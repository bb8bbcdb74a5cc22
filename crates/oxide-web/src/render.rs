//! The template rendering seam.

/// The data mapping a handler hands to its view.
pub type Model = serde_json::Map<String, serde_json::Value>;

/// Turns a template name and a model into response bytes.
///
/// Any closure with the right signature is a renderer:
///
/// ```
/// use oxide_web::{Model, Render};
///
/// let render = |template: &str, model: &Model| -> anyhow::Result<Vec<u8>> {
///     Ok(format!("{template}: {} keys", model.len()).into_bytes())
/// };
/// assert_eq!(render.render("index.html", &Model::new()).unwrap(), b"index.html: 0 keys");
/// ```
pub trait Render: Send + Sync {
    /// Renders `template` with `model`.
    fn render(&self, template: &str, model: &Model) -> anyhow::Result<Vec<u8>>;
}

impl<F> Render for F
where
    F: Fn(&str, &Model) -> anyhow::Result<Vec<u8>> + Send + Sync,
{
    fn render(&self, template: &str, model: &Model) -> anyhow::Result<Vec<u8>> {
        self(template, model)
    }
}

/// Escapes text for inclusion in HTML.
///
/// ```
/// assert_eq!(oxide_web::html_escape("<a href=\"x\">"), "&lt;a href=&quot;x&quot;&gt;");
/// ```
pub fn html_escape(s: &str) -> String {
    s.replace('&', "&amp;")
        .replace('<', "&lt;")
        .replace('>', "&gt;")
        .replace('"', "&quot;")
        .replace('\'', "&#x27;")
}

/// Builds a [`Model`] from `key => value` pairs.
///
/// ```
/// use oxide_web::model;
///
/// let m = model! { "name" => "alice", "times" => 2 };
/// assert_eq!(m["times"], 2);
/// ```
#[macro_export]
macro_rules! model {
    () => { $crate::Model::new() };
    ($($key:expr => $value:expr),+ $(,)?) => {{
        let mut m = $crate::Model::new();
        $( m.insert(::std::string::String::from($key), $crate::serde_json::json!($value)); )+
        m
    }};
}
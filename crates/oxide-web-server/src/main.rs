//! oxide-web-server CLI
//!
//! Serves the demo application over HTTP.

use std::net::SocketAddr;
use std::path::PathBuf;
use std::sync::Arc;
use std::time::Duration;

use clap::Parser;
use hyper::server::conn::http1;
use hyper::service::service_fn;
use hyper_util::rt::TokioIo;
use tokio::net::TcpListener;
use tracing::{info, warn, Level};
use tracing_subscriber::FmtSubscriber;

use oxide_web::AppConfig;
use oxide_web_server::{demo, gateway};

/// Development server for oxide-web applications.
#[derive(Parser)]
#[command(name = "oxide-web-server")]
#[command(author, version, about, long_about = None)]
struct Cli {
    /// Address to listen on.
    #[arg(short, long, env = "OXIDE_WEB_ADDR", default_value = "127.0.0.1:8080")]
    addr: SocketAddr,

    /// Directory static files are served from.
    #[arg(short, long, env = "OXIDE_WEB_ROOT", default_value = ".")]
    document_root: PathBuf,

    /// URL prefix of static files.
    #[arg(long, env = "OXIDE_WEB_STATIC_PREFIX", default_value = "/static/")]
    static_prefix: String,

    /// Disable static file serving.
    #[arg(long)]
    no_static: bool,

    /// Show fault traces in error pages.
    #[arg(long, env = "OXIDE_WEB_DEBUG")]
    debug: bool,

    /// Idle lifetime of sessions, in seconds.
    #[arg(long, env = "OXIDE_WEB_SESSION_IDLE", default_value_t = 14 * 24 * 60 * 60)]
    session_idle: u64,

    /// How often idle sessions are swept, in seconds.
    #[arg(long, default_value_t = 3600)]
    sweep_interval: u64,

    /// Enable verbose output.
    #[arg(short, long)]
    verbose: bool,
}

impl Cli {
    fn app_config(&self) -> AppConfig {
        let config = AppConfig::new(&self.document_root)
            .debug(self.debug)
            .session_max_idle(Duration::from_secs(self.session_idle));
        if self.no_static {
            config.without_static_files()
        } else {
            config.static_prefix(self.static_prefix.as_str())
        }
    }
}

#[tokio::main]
async fn main() -> anyhow::Result<()> {
    let cli = Cli::parse();

    let log_level = if cli.verbose {
        Level::DEBUG
    } else {
        Level::INFO
    };
    let subscriber = FmtSubscriber::builder()
        .with_max_level(log_level)
        .with_target(false)
        .finish();
    tracing::subscriber::set_global_default(subscriber)?;

    let app = Arc::new(demo::build_app(cli.app_config())?);
    tokio::spawn(gateway::sweep_sessions(
        Arc::clone(&app),
        Duration::from_secs(cli.sweep_interval.max(1)),
    ));

    let listener = TcpListener::bind(cli.addr).await?;
    info!(
        addr = %cli.addr,
        root = %cli.document_root.display(),
        debug = cli.debug,
        "Listening"
    );

    loop {
        let (stream, remote) = tokio::select! {
            accepted = listener.accept() => accepted?,
            _ = tokio::signal::ctrl_c() => {
                info!("Shutting down");
                return Ok(());
            }
        };
        let io = TokioIo::new(stream);
        let app = Arc::clone(&app);

        tokio::task::spawn(async move {
            let service =
                service_fn(move |req| gateway::handle_request(req, Arc::clone(&app), remote));

            if let Err(err) = http1::Builder::new().serve_connection(io, service).await {
                warn!(error = %err, "Error serving connection");
            }
        });
    }
}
········
WORK TASK: Check each line of the listing above for the string "crates" and return those that contain it.

WRITTEN SOLUTION:
filename crates/oxide-web/src/render.rs
filename crates/oxide-web-server/src/main.rs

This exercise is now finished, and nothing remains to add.